In the data, extract each line that holds the string "safe".

--- START ---

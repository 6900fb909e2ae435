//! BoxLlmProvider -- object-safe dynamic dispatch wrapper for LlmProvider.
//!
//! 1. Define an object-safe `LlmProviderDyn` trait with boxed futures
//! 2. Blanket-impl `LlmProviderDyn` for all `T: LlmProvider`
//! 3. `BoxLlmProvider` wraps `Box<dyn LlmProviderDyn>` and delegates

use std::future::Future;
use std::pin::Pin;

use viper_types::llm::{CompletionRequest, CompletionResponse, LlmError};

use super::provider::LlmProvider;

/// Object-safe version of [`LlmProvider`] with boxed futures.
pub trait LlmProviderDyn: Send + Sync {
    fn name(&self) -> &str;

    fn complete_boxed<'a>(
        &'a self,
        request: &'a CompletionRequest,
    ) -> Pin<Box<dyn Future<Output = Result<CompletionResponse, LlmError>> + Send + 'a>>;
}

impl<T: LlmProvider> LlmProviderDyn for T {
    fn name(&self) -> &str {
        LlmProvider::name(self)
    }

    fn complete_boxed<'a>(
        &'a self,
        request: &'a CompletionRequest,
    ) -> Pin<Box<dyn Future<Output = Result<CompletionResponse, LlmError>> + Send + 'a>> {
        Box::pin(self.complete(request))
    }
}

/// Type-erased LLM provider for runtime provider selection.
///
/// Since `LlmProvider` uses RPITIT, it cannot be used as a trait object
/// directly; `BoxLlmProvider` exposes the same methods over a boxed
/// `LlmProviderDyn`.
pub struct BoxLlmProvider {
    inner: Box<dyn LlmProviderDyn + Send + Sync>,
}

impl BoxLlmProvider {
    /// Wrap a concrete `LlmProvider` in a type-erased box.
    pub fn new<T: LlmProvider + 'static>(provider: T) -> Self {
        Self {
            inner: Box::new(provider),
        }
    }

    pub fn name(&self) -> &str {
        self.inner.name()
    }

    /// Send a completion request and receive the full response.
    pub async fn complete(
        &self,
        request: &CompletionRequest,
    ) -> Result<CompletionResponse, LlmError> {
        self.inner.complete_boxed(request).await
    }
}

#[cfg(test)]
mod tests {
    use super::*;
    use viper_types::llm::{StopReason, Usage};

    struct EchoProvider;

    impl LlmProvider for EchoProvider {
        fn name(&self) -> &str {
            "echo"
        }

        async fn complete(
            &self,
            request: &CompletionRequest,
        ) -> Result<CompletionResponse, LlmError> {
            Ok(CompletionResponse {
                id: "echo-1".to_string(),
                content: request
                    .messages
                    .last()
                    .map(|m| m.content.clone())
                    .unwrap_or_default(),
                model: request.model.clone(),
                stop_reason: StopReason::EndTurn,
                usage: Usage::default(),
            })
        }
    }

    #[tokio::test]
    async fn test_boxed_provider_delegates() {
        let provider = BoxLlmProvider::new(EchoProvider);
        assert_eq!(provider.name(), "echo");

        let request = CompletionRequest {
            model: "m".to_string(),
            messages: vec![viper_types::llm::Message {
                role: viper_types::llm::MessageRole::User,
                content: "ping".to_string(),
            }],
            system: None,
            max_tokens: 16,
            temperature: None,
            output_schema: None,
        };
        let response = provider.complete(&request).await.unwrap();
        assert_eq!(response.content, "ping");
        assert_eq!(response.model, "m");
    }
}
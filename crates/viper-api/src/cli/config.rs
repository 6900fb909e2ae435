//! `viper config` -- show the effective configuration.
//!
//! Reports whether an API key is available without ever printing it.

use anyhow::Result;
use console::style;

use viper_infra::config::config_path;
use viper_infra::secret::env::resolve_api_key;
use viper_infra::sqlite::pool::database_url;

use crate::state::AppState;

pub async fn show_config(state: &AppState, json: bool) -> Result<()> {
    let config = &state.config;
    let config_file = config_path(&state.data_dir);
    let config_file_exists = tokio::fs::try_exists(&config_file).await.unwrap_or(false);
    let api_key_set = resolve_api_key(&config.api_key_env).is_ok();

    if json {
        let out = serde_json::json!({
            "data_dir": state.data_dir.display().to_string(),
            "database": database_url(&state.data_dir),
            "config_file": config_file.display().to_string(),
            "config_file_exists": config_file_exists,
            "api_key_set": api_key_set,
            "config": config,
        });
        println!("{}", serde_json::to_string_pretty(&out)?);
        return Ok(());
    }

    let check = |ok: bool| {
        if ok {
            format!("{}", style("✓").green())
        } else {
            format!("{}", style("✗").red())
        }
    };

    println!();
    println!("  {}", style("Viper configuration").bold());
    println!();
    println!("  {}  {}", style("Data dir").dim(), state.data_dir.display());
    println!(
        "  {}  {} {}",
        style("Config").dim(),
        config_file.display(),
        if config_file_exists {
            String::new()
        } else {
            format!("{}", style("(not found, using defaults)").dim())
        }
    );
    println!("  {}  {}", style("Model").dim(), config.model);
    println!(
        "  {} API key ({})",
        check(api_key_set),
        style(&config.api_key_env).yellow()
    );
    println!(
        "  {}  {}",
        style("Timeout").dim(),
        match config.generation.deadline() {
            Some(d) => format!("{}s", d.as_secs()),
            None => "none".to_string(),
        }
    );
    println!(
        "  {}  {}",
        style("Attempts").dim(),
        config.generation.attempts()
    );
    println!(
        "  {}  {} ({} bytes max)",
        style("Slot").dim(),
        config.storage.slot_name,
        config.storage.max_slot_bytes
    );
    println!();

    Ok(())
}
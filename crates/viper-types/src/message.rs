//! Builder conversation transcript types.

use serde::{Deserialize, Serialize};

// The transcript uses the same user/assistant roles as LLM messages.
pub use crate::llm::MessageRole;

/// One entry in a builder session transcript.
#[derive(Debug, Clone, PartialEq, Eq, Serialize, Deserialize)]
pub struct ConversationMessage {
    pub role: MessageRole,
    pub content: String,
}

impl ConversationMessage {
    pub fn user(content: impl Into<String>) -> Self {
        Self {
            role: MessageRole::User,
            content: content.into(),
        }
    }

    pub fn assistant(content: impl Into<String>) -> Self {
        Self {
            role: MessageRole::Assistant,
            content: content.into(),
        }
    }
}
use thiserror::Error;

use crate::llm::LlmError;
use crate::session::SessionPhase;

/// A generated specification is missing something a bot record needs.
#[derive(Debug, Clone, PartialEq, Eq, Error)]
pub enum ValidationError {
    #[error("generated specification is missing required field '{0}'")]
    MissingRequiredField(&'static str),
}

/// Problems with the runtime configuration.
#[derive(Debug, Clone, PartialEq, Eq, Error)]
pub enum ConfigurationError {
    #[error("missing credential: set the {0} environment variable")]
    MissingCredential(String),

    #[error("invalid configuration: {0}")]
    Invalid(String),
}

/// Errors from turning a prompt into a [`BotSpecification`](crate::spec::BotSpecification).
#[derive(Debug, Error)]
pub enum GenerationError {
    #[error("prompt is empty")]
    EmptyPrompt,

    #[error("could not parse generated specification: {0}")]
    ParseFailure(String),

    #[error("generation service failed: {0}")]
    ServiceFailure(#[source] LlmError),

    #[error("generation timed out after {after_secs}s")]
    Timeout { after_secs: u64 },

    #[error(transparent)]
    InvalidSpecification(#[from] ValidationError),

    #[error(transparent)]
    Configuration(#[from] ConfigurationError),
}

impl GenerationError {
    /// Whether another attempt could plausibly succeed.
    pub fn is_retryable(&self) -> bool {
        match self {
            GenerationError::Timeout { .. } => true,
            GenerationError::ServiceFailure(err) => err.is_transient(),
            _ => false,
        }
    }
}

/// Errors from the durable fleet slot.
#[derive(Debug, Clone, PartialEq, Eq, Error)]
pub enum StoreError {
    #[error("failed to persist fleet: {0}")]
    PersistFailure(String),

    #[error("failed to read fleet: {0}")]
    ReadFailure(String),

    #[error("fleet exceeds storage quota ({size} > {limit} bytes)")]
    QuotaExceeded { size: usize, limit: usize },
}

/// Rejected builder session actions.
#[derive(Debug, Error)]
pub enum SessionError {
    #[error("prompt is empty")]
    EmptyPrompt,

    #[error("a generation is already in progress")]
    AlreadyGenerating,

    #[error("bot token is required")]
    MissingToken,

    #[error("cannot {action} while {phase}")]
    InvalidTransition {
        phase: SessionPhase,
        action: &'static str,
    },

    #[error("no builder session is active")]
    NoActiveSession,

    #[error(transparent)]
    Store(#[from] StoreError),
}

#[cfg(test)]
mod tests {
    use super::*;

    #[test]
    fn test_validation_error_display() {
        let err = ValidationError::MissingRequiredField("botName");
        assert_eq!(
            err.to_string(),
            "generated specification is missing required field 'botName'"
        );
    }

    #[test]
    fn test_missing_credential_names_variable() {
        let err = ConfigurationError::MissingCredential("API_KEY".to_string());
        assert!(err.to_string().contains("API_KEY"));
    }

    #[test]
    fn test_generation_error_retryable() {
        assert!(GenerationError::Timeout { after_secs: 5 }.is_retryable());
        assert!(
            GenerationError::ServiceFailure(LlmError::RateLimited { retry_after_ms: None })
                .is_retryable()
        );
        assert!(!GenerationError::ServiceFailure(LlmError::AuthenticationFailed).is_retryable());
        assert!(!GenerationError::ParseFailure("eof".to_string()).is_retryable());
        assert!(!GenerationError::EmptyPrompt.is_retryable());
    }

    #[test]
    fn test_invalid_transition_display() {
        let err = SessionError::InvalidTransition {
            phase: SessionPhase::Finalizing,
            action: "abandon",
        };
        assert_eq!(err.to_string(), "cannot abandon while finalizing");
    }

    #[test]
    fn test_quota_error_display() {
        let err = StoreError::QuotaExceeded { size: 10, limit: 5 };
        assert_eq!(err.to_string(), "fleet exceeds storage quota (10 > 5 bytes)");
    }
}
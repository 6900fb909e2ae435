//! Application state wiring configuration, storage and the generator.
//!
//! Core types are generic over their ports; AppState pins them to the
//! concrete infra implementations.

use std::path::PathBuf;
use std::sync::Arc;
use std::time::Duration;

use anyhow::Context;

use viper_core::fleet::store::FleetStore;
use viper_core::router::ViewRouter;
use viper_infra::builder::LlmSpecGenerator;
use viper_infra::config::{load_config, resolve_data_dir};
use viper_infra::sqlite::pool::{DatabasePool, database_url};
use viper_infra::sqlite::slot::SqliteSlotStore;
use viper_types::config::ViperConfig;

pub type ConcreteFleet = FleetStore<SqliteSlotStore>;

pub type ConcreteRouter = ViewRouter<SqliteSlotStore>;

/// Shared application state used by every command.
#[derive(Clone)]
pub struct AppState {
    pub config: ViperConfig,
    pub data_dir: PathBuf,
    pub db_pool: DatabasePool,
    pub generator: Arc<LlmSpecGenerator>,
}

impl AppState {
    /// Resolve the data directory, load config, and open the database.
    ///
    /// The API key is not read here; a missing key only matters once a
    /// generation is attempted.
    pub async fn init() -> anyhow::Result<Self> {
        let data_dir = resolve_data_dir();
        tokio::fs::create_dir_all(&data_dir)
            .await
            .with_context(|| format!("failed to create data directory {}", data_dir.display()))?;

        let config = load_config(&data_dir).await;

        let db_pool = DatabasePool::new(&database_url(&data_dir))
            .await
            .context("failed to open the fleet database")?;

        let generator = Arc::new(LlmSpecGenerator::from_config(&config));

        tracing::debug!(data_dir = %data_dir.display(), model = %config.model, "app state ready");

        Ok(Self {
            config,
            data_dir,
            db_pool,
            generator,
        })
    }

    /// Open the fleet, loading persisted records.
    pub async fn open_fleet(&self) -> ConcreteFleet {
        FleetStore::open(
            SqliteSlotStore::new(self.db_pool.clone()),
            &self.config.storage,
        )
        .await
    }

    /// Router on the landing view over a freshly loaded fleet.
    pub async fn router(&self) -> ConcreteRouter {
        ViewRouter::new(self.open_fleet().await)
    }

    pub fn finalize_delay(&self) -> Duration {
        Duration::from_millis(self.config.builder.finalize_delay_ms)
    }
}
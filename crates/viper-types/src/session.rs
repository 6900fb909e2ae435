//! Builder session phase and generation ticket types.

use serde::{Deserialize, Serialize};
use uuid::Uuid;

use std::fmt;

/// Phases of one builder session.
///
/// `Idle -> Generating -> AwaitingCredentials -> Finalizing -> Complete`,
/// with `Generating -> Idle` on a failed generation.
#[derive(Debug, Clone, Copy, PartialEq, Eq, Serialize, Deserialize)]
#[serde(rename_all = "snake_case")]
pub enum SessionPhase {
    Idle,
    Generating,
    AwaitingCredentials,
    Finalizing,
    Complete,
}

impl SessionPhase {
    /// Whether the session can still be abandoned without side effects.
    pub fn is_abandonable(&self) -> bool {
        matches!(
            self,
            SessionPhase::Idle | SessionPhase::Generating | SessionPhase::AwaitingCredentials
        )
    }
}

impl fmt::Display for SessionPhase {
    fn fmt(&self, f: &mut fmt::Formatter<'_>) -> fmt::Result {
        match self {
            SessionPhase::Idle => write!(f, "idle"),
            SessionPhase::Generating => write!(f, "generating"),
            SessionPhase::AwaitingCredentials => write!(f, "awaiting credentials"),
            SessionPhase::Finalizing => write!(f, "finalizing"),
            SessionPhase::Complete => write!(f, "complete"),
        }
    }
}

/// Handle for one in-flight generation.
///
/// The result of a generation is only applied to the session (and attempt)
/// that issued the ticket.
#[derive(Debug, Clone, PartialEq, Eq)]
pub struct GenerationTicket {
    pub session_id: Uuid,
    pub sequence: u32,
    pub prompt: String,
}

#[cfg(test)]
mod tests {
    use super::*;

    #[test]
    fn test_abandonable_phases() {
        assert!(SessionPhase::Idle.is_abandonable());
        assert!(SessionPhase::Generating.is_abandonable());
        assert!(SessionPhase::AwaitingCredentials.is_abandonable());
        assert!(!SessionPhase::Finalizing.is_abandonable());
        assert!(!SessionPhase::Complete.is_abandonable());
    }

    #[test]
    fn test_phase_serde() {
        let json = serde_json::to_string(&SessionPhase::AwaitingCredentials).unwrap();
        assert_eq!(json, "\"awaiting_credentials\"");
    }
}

--- END ---

» **Result for this task**
//! BoxLlmProvider -- object-safe dynamic dispatch wrapper for LlmProvider.
//! 1. Define an object-safe `LlmProviderDyn` trait with boxed futures
/// Object-safe version of [`LlmProvider`] with boxed futures.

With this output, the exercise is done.